Requirement:
Records follow. Pull out every line that contains "detection".

(Collected data entries)

----

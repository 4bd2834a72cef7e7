//! # GrazeScale
//!
//! Livestock body measurement from a single photograph. An injected detector
//! finds the animal and its segmentation mask; the mask is cleaned up, its
//! outer contour traced, and body dimensions are read off the contour's
//! extreme points. With a reference object area the pixel measurements are
//! rescaled and a live weight estimate is added.
//!
//! ## Core Features
//!
//! - **Trait-based stages**: enhancement, mask clean-up, contour extraction
//!   and detection are all swappable trait objects
//! - **Detector seam**: precomputed masks out of the box, YOLOv8-seg through
//!   ONNX Runtime with the `onnx` feature
//! - **Flat JSON output**: either the measurement object or `{"error": ...}`
//! - **GeoJSON export** of the measured outline
//!
//! ## Quick Start
//!
//! ```rust,no_run
//! use grazescale::{LivestockAnalyzer, PrecomputedMaskDetector, ReferenceArea, Species};
//!
//! let detector = PrecomputedMaskDetector::from_path("cow_mask.png", Species::Cow, 1.0)?;
//! let analyzer = LivestockAnalyzer::new(detector);
//!
//! let analysis = analyzer.analyze_file("cow.jpg", Some(ReferenceArea::new(150.0)?))?;
//! println!("{}", serde_json::to_string_pretty(&analysis)?);
//! # Ok::<(), Box<dyn std::error::Error>>(())
//! ```

pub mod error;
pub mod types;
pub mod traits;
pub mod algorithms;
pub mod detection;
pub mod config;
pub mod pipeline;
pub mod io;

pub use error::{GrazeError, Result};
pub use types::{
    Analysis, Contour, Extremes, FeatureSet, MeasurementFailure, PhysicalMeasurements,
    PixelMeasurements, ReferenceArea,
};
pub use traits::*;
pub use algorithms::*;
pub use detection::{Detection, PrecomputedMaskDetector, Species, YoloSegConfig};
#[cfg(feature = "onnx")]
pub use detection::YoloSegDetector;
pub use config::{AnalyzerConfig, CleanupConfig, EnhancementConfig, ModelConfig};
pub use pipeline::{AnalysisReport, LivestockAnalyzer, MaskPostProcessor};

----

Solution to the problem:
//!   and detection are all swappable trait objects
pub mod detection;
pub use detection::{Detection, PrecomputedMaskDetector, Species, YoloSegConfig};
pub use detection::YoloSegDetector;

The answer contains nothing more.